As flour, plastic dust, and other powdery particles get blown through factory ducts, they become charged through contact with each other and with duct walls. To avoid discharges that could ignite explosions, ducts are metallic and grounded. Still, particles remain an explosive threat if they reach a silo while charged. The microphysics of contact charging is an active area of research, as is the quest to understand the phenomenon as it plays out on larger scales in dust storms, volcanic plumes, and processing plants. Now Holger Grosshans of the German National Metrology Institute in Braunschweig and his collaborators have developed a contact-charging model that can cope with particles and walls made of different materials [1]. What’s more, the model is compatible with computational approaches used to analyze large-scale turbulent flows.

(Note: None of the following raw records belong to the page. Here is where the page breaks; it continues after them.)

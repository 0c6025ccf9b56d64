//! Merkle tree commitments over block transactions
//!
//! The tree is stored as a linear array of `2P - 1` slots where `P` is the
//! leaf count rounded up to a power of two. A node without a right sibling is
//! hashed with 32 zero bytes, never with a copy of itself.

use super::{hash_merkle_branches, Hash};
use crate::consensus::Transaction;

/// Round `n` up to the next power of two (returns `n` if it already is one)
fn next_power_of_two(n: usize) -> usize {
    if n & n.wrapping_sub(1) == 0 {
        return n;
    }
    n.next_power_of_two()
}

/// Compute the merkle root of an ordered list of hashes.
///
/// An empty list commits to the zero hash. A single hash is its own root.
pub fn merkle_root(hashes: &[Hash]) -> Hash {
    if hashes.is_empty() {
        return Hash::zero();
    }

    let next_pot = next_power_of_two(hashes.len());
    let array_size = next_pot * 2 - 1;
    let mut merkles: Vec<Option<Hash>> = vec![None; array_size];

    for (slot, hash) in merkles.iter_mut().zip(hashes) {
        *slot = Some(*hash);
    }

    let zero = Hash::zero();
    let mut offset = next_pot;
    let mut i = 0;
    while i + 1 < array_size {
        merkles[offset] = match (merkles[i], merkles[i + 1]) {
            (None, _) => None,
            (Some(left), None) => Some(hash_merkle_branches(&left, &zero)),
            (Some(left), Some(right)) => Some(hash_merkle_branches(&left, &right)),
        };
        offset += 1;
        i += 2;
    }

    merkles[array_size - 1].unwrap_or_default()
}

/// Merkle root over the full transaction hashes (the header's `hash_merkle_root`)
pub fn calculate_hash_merkle_root(transactions: &[Transaction]) -> Hash {
    let hashes: Vec<Hash> = transactions.iter().map(|tx| tx.hash()).collect();
    merkle_root(&hashes)
}

/// Merkle root over transaction ids (the header's `accepted_id_merkle_root`).
/// No transactions commit to the zero hash.
pub fn calculate_id_merkle_root(transactions: &[Transaction]) -> Hash {
    if transactions.is_empty() {
        return Hash::zero();
    }
    let ids: Vec<Hash> = transactions.iter().map(|tx| tx.id()).collect();
    merkle_root(&ids)
}

#[cfg(test)]
mod tests {
    use super::*;
    use crate::crypto::hash_bytes;

    fn make_hashes(n: usize) -> Vec<Hash> {
        (0..n).map(|i| hash_bytes(&i.to_le_bytes())).collect()
    }

    #[test]
    fn test_next_power_of_two() {
        assert_eq!(next_power_of_two(1), 1);
        assert_eq!(next_power_of_two(2), 2);
        assert_eq!(next_power_of_two(3), 4);
        assert_eq!(next_power_of_two(5), 8);
        assert_eq!(next_power_of_two(8), 8);
    }

    #[test]
    fn test_empty_merkle_root() {
        assert_eq!(merkle_root(&[]), Hash::zero());
        assert_eq!(calculate_id_merkle_root(&[]), Hash::zero());
        assert_eq!(calculate_hash_merkle_root(&[]), Hash::zero());
    }

    #[test]
    fn test_single_element() {
        let hashes = make_hashes(1);
        assert_eq!(merkle_root(&hashes), hashes[0]);
    }

    #[test]
    fn test_two_elements() {
        let hashes = make_hashes(2);
        assert_eq!(merkle_root(&hashes), hash_merkle_branches(&hashes[0], &hashes[1]));
    }

    #[test]
    fn test_odd_leaf_is_paired_with_zero() {
        let h = make_hashes(3);
        let left = hash_merkle_branches(&h[0], &h[1]);
        let right = hash_merkle_branches(&h[2], &Hash::zero());
        assert_eq!(merkle_root(&h), hash_merkle_branches(&left, &right));

        let duplicated = hash_merkle_branches(&h[2], &h[2]);
        assert_ne!(merkle_root(&h), hash_merkle_branches(&left, &duplicated));
    }

    #[test]
    fn test_five_leaves_layout() {
        let h = make_hashes(5);
        let zero = Hash::zero();
        let l1 = [
            hash_merkle_branches(&h[0], &h[1]),
            hash_merkle_branches(&h[2], &h[3]),
            hash_merkle_branches(&h[4], &zero),
        ];
        // the fourth level-1 node is absent, so its parent only sees the left child
        let l2 = [
            hash_merkle_branches(&l1[0], &l1[1]),
            hash_merkle_branches(&l1[2], &zero),
        ];
        assert_eq!(merkle_root(&h), hash_merkle_branches(&l2[0], &l2[1]));
    }

    #[test]
    fn test_merkle_root_order_sensitive() {
        let mut hashes = make_hashes(6);
        let root = merkle_root(&hashes);
        hashes.swap(1, 4);
        assert_ne!(root, merkle_root(&hashes));
    }
}
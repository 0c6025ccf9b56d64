//! Block structure for the HARBI blockDAG
//!
//! Defines the block header and block. A header names its parents per
//! level; level 0 holds the direct parents.

use serde::{Deserialize, Serialize};

use super::Transaction;
use crate::crypto::{Hash, HashDomain, HashWriter};

/// Block header containing all metadata
#[derive(Debug, Clone, Serialize, Deserialize, PartialEq, Eq)]
pub struct BlockHeader {
    /// Protocol version, also selects the proof-of-work kernel
    pub version: u16,
    /// Parents per block level; level 0 holds the direct parents
    pub parents_by_level: Vec<Vec<Hash>>,
    /// Merkle root of the transaction hashes
    pub hash_merkle_root: Hash,
    /// Merkle root of the ids of the transactions accepted by this block
    pub accepted_id_merkle_root: Hash,
    pub utxo_commitment: Hash,
    /// Block timestamp in milliseconds since Unix epoch
    pub timestamp: i64,
    /// Difficulty target (compact representation)
    pub bits: u32,
    /// Nonce used for PoW
    pub nonce: u64,
    pub daa_score: u64,
    pub blue_work: u128,
    pub blue_score: u64,
    pub pruning_point: Hash,
}

impl BlockHeader {
    /// Create a header with a single level of parents and empty commitments
    pub fn new(
        version: u16,
        parents: Vec<Hash>,
        hash_merkle_root: Hash,
        timestamp: i64,
        bits: u32,
        nonce: u64,
    ) -> Self {
        let parents_by_level = if parents.is_empty() {
            Vec::new()
        } else {
            vec![parents]
        };
        Self {
            version,
            parents_by_level,
            hash_merkle_root,
            accepted_id_merkle_root: Hash::zero(),
            utxo_commitment: Hash::zero(),
            timestamp,
            bits,
            nonce,
            daa_score: 0,
            blue_work: 0,
            blue_score: 0,
            pruning_point: Hash::zero(),
        }
    }

    /// Direct parents of this block (empty for genesis)
    pub fn direct_parents(&self) -> &[Hash] {
        self.parents_by_level
            .first()
            .map(|level| level.as_slice())
            .unwrap_or(&[])
    }

    /// Feed the header into a hash writer
    pub(crate) fn write_to(&self, writer: &mut HashWriter) {
        writer.write_u16(self.version);
        writer.write_u64(self.parents_by_level.len() as u64);
        for level in &self.parents_by_level {
            writer.write_u64(level.len() as u64);
            for parent in level {
                writer.update(&parent.0);
            }
        }
        writer.update(&self.hash_merkle_root.0);
        writer.update(&self.accepted_id_merkle_root.0);
        writer.update(&self.utxo_commitment.0);
        writer.write_i64(self.timestamp);
        writer.write_u32(self.bits);
        writer.write_u64(self.nonce);
        writer.write_u64(self.daa_score);
        writer.write_var_bytes(&blue_work_bytes(self.blue_work));
        writer.write_u64(self.blue_score);
        writer.update(&self.pruning_point.0);
    }

    /// Calculate the hash of this header
    pub fn hash(&self) -> Hash {
        let mut writer = HashWriter::new(HashDomain::BlockHash);
        self.write_to(&mut writer);
        writer.finalize()
    }
}

/// Big-endian blue work without leading zero bytes
fn blue_work_bytes(blue_work: u128) -> Vec<u8> {
    let bytes = blue_work.to_be_bytes();
    let start = bytes.iter().position(|b| *b != 0).unwrap_or(bytes.len());
    bytes[start..].to_vec()
}

/// A complete block containing header and transactions
#[derive(Debug, Clone, Serialize, Deserialize, PartialEq, Eq)]
pub struct Block {
    pub header: BlockHeader,
    /// Transactions; the coinbase always comes first
    pub transactions: Vec<Transaction>,
}

impl Block {
    pub fn new(header: BlockHeader, transactions: Vec<Transaction>) -> Self {
        Self {
            header,
            transactions,
        }
    }

    /// Get the block hash
    pub fn hash(&self) -> Hash {
        self.header.hash()
    }

    /// The coinbase transaction, if the block has any transactions
    pub fn coinbase(&self) -> Option<&Transaction> {
        self.transactions.first()
    }

    /// Check if this is the genesis block
    pub fn is_genesis(&self) -> bool {
        self.header.direct_parents().is_empty()
    }
}
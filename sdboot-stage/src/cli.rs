// SPDX-License-Identifier: MIT
// Copyright (c) 2026 ADNT Sarl <info@adnt.io>

//! Command-line interface definitions.

use std::path::PathBuf;

use anyhow::Result;
use clap::{Parser, Subcommand};
use sdboot_common::layout::IMAGE_FILENAME;

use crate::commands;

/// Command-line arguments.
#[derive(Parser)]
#[command(name = "sdboot-stage")]
#[command(about = "Stage firmware images for the SD-card bootloader")]
pub struct Cli {
    /// Mount point of the SD card (e.g., /media/sdcard)
    #[arg(short, long)]
    pub card: PathBuf,

    /// Image file name at the card root
    #[arg(short, long, default_value = IMAGE_FILENAME)]
    pub name: String,

    #[command(subcommand)]
    pub command: Commands,
}

/// Available subcommands.
#[derive(Subcommand)]
pub enum Commands {
    /// Show the image staged on the card
    Status,

    /// Copy a firmware image onto the card
    Stage {
        /// Firmware binary file
        #[arg(value_name = "FILE")]
        file: PathBuf,
    },

    /// Run the bootloader's update sequence against the card, with flash simulated
    Simulate {
        /// Put the image back afterwards so the device still finds it
        #[arg(short, long)]
        keep: bool,
    },
}

/// Execute the parsed CLI command.
pub fn run(cli: Cli) -> Result<()> {
    match cli.command {
        Commands::Status => commands::status(&cli.card, &cli.name),
        Commands::Stage { file } => commands::stage(&file, &cli.card, &cli.name),
        Commands::Simulate { keep } => commands::simulate(&cli.card, &cli.name, keep),
    }
}
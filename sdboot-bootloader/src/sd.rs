// SPDX-License-Identifier: MIT
// Copyright (c) 2026 ADNT Sarl <info@adnt.io>

//! FAT volume on the SD card, through `embedded-sdmmc`'s raw handle API.

use core::fmt::Debug;

use embedded_sdmmc::{
    BlockDevice, Error, Mode, RawDirectory, RawFile, RawVolume, TimeSource, Timestamp, VolumeIdx,
    VolumeManager,
};
use sdboot_common::error::FsError;
use sdboot_common::storage::Filesystem;

/// The bootloader has no RTC; nothing it writes carries a meaningful date.
pub struct FixedClock;

impl TimeSource for FixedClock {
    fn get_timestamp(&self) -> Timestamp {
        Timestamp {
            year_since_1970: 56,
            zero_indexed_month: 0,
            zero_indexed_day: 0,
            hours: 0,
            minutes: 0,
            seconds: 0,
        }
    }
}

pub struct SdFile {
    raw: RawFile,
    length: u32,
}

pub struct SdFilesystem<D: BlockDevice, T: TimeSource> {
    volumes: VolumeManager<D, T>,
    /// First partition and its root directory while mounted.
    root: Option<(RawVolume, RawDirectory)>,
}

impl<D: BlockDevice, T: TimeSource> SdFilesystem<D, T>
where
    D::Error: Debug,
{
    pub fn new(card: D, clock: T) -> Self {
        Self {
            volumes: VolumeManager::new(card, clock),
            root: None,
        }
    }

    fn root_dir(&self) -> Result<RawDirectory, FsError> {
        self.root.map(|(_, dir)| dir).ok_or(FsError::Status(STATUS_NOT_MOUNTED))
    }
}

const STATUS_NOT_MOUNTED: u8 = 0x80;

/// Collapse a driver error into the code logged next to the outcome.
fn fs_error<E: Debug>(e: Error<E>) -> FsError {
    let status = match e {
        Error::NotFound => return FsError::NotFound,
        Error::DeviceError(_) => 1,
        Error::FormatError(_) => 2,
        Error::NoSuchVolume => 3,
        Error::FilenameError(_) => 4,
        Error::TooManyOpenVolumes | Error::TooManyOpenDirs | Error::TooManyOpenFiles => 5,
        Error::BadHandle => 6,
        Error::FileAlreadyOpen | Error::DirAlreadyOpen | Error::VolumeAlreadyOpen => 7,
        Error::ReadOnly => 8,
        Error::EndOfFile => 9,
        Error::BadCluster => 10,
        Error::Unsupported => 11,
        _ => 0xFF,
    };
    defmt::println!("SD driver error: {}", defmt::Debug2Format(&e));
    FsError::Status(status)
}

impl<D: BlockDevice, T: TimeSource> Filesystem for SdFilesystem<D, T>
where
    D::Error: Debug,
{
    type File = SdFile;

    fn mount(&mut self) -> Result<(), FsError> {
        let volume = self.volumes.open_raw_volume(VolumeIdx(0)).map_err(fs_error)?;
        match self.volumes.open_root_dir(volume) {
            Ok(dir) => {
                self.root = Some((volume, dir));
                Ok(())
            }
            Err(e) => {
                let _ = self.volumes.close_volume(volume);
                Err(fs_error(e))
            }
        }
    }

    fn unmount(&mut self) -> Result<(), FsError> {
        let Some((volume, dir)) = self.root.take() else {
            return Ok(());
        };
        let dir_result = self.volumes.close_dir(dir).map_err(fs_error);
        self.volumes.close_volume(volume).map_err(fs_error)?;
        dir_result
    }

    fn open(&mut self, name: &str) -> Result<SdFile, FsError> {
        let dir = self.root_dir()?;
        let raw = self
            .volumes
            .open_file_in_dir(dir, name, Mode::ReadOnly)
            .map_err(fs_error)?;
        match self.volumes.file_length(raw) {
            Ok(length) => Ok(SdFile { raw, length }),
            Err(e) => {
                let _ = self.volumes.close_file(raw);
                Err(fs_error(e))
            }
        }
    }

    fn size(&self, file: &SdFile) -> u32 {
        file.length
    }

    fn read(&mut self, file: &mut SdFile, buf: &mut [u8]) -> Result<usize, FsError> {
        self.volumes.read(file.raw, buf).map_err(fs_error)
    }

    fn close(&mut self, file: SdFile) -> Result<(), FsError> {
        self.volumes.close_file(file.raw).map_err(fs_error)
    }

    fn delete(&mut self, name: &str) -> Result<(), FsError> {
        let dir = self.root_dir()?;
        self.volumes.delete_file_in_dir(dir, name).map_err(fs_error)
    }
}
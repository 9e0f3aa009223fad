// SPDX-License-Identifier: MIT
// Copyright (c) 2026 ADNT Sarl <info@adnt.io>

//! Common types and logic for the SD-card update bootloader.
//!
//! This crate supports both `no_std` (embedded) and `std` (host) environments:
//! - Default: `no_std` mode for embedded targets
//! - `std` feature: Enables `std` support for host tools
//! - `defmt` feature: `defmt::Format` on public types and phase tracing

#![cfg_attr(not(any(feature = "std", test)), no_std)]

pub mod boot;
pub mod error;
pub mod layout;
pub mod program;
pub mod status;
pub mod storage;
pub mod update;

// Re-export commonly used types
pub use boot::{next_action, BootAction, VectorTable};
pub use error::{ErrorCode, FlashError, FsError, UpdateError};
pub use layout::{APP_ADDR, IMAGE_FILENAME, PROGRAM_REGION_SIZE, PROGRAM_UNIT, VERIFY_UNIT};
pub use program::{ProgramMemory, ProgramWriter};
pub use status::StatusReporter;
pub use storage::{Filesystem, ImageFile, StorageSession};
pub use update::{run_update, Outcome, Phase, UpdateAttempt, UpdateConfig};
// SPDX-License-Identifier: MIT
// Copyright (c) 2026 ADNT Sarl <info@adnt.io>

//! Console lines and the two status LEDs.
//!
//! Every line goes out as `[TAG   ] message\r\n` in a single write. The *step*
//! LED is lit while erasing and toggles while programming; the *progress* LED
//! is lit while programming and toggles while verifying. Both go dark on any
//! failure.

use core::fmt::{self, Write};

use embedded_hal::delay::DelayNs;
use embedded_hal::digital::StatefulOutputPin;
use heapless::String;

use crate::error::ErrorCode;
use crate::layout::{BLINK_FAST_MS, BLINK_SLOW_MS};

pub const TAG_BOOT: &str = "BOOT";
pub const TAG_SD: &str = "SD";
pub const TAG_APP: &str = "APP";
pub const TAG_FLASH: &str = "FLASH";
pub const TAG_VERIFY: &str = "VERIFY";

const TAG_WIDTH: usize = 6;
const LINE_LEN: usize = 128;
const VBAR: &str = "========================================";

/// Line buffer that drops whatever does not fit, keeping room for CRLF.
struct Clipped(String<LINE_LEN>);

impl Write for Clipped {
    fn write_str(&mut self, s: &str) -> fmt::Result {
        for c in s.chars() {
            if self.0.len() + c.len_utf8() > LINE_LEN - 2 {
                break;
            }
            let _ = self.0.push(c);
        }
        Ok(())
    }
}

pub struct StatusReporter<W, S, P> {
    console: W,
    step: S,
    progress: P,
}

impl<W, S, P> StatusReporter<W, S, P>
where
    W: Write,
    S: StatefulOutputPin,
    P: StatefulOutputPin,
{
    pub fn new(console: W, mut step: S, mut progress: P) -> Self {
        step.set_low().ok();
        progress.set_low().ok();
        Self {
            console,
            step,
            progress,
        }
    }

    /// Give back the console and both LEDs.
    pub fn release(self) -> (W, S, P) {
        (self.console, self.step, self.progress)
    }

    /// Print the boot banner.
    pub fn banner(&mut self, product: &str, chip: &str, comm: &str, version: &str) {
        self.raw(format_args!("{}", product));
        self.line("CHIP", format_args!("{}", chip));
        self.line("COMM", format_args!("{}", comm));
        self.line("VER", format_args!("{}", version));
        self.raw(format_args!("{}", VBAR));
    }

    /// Emit one tagged line.
    pub fn line(&mut self, tag: &str, args: fmt::Arguments<'_>) {
        let mut line = Clipped(String::new());
        let _ = write!(line, "[{:<width$}] ", tag, width = TAG_WIDTH);
        let _ = line.write_fmt(args);
        self.send(line);
    }

    fn raw(&mut self, args: fmt::Arguments<'_>) {
        let mut line = Clipped(String::new());
        let _ = line.write_fmt(args);
        self.send(line);
    }

    fn send(&mut self, Clipped(mut line): Clipped) {
        let _ = line.push_str("\r\n");
        let _ = self.console.write_str(&line);
    }

    pub fn phase_start(&mut self, tag: &str, message: &str) {
        self.line(tag, format_args!("{}...", message));
    }

    pub fn phase_result(&mut self, tag: &str, message: &str) {
        self.line(tag, format_args!("{}", message));
    }

    /// Periodic progress line: percentage and byte counters.
    pub fn report_progress(&mut self, tag: &str, done: u32, total: u32) {
        let percent = if total == 0 {
            100
        } else {
            (done as u64 * 100 / total as u64).min(100)
        };
        let done = done.min(total);
        self.line(tag, format_args!("{:>3}% ({}/{} bytes)", percent, done, total));
    }

    pub fn erase_started(&mut self) {
        self.step.set_high().ok();
    }

    pub fn erase_finished(&mut self) {
        self.step.set_low().ok();
    }

    pub fn programming_started(&mut self) {
        self.progress.set_high().ok();
    }

    pub fn program_tick(&mut self, done: u32, total: u32) {
        self.step.toggle().ok();
        self.report_progress(TAG_FLASH, done, total);
    }

    pub fn programming_finished(&mut self) {
        self.all_off();
    }

    pub fn verify_tick(&mut self, done: u32, total: u32) {
        self.progress.toggle().ok();
        self.report_progress(TAG_VERIFY, done, total);
    }

    pub fn verify_finished(&mut self) {
        self.progress.set_low().ok();
    }

    /// Terminal failure: report the code and force both LEDs off.
    pub fn fault(&mut self, code: ErrorCode) {
        self.all_off();
        self.line(TAG_BOOT, format_args!("Error code: {}", code));
    }

    /// Blink the progress LED `code` times with the step LED dark.
    pub fn signal_code(&mut self, code: ErrorCode, delay: &mut impl DelayNs) {
        self.all_off();
        for _ in 0..code.as_u8() {
            self.progress.set_high().ok();
            delay.delay_ms(BLINK_SLOW_MS);
            self.progress.set_low().ok();
            delay.delay_ms(BLINK_SLOW_MS);
        }
    }

    /// Terminal state when there is nothing to boot.
    pub fn no_application_loop(&mut self, delay: &mut impl DelayNs) -> ! {
        self.line(TAG_APP, format_args!("No application in flash."));
        self.step.toggle().ok();
        loop {
            self.progress.toggle().ok();
            delay.delay_ms(BLINK_FAST_MS);
        }
    }

    fn all_off(&mut self) {
        self.step.set_low().ok();
        self.progress.set_low().ok();
    }
}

The model treats particles’ acquisition of electric charge from each other and their surroundings as a stochastic process—one that involves some randomness. The resulting charge distributions depend on the amount of charge transferred per impact and other nanoscale parameters that would be tedious to measure for each system. Fortunately, Grosshans and his collaborators found that if they determined all parameters for one system in a controlled experiment, they could readily adjust the parameters to suit other systems.

To test their model, the researchers coupled it to a popular fluid-dynamics solver and simulated 300,000 polymer microparticles stirred by a turbulent flow while confined between four walls. The combination reproduced the complex charging patterns observed in lab experiments—and it did so efficiently: The charging model added less than 0.01% to the simulation’s computational cost.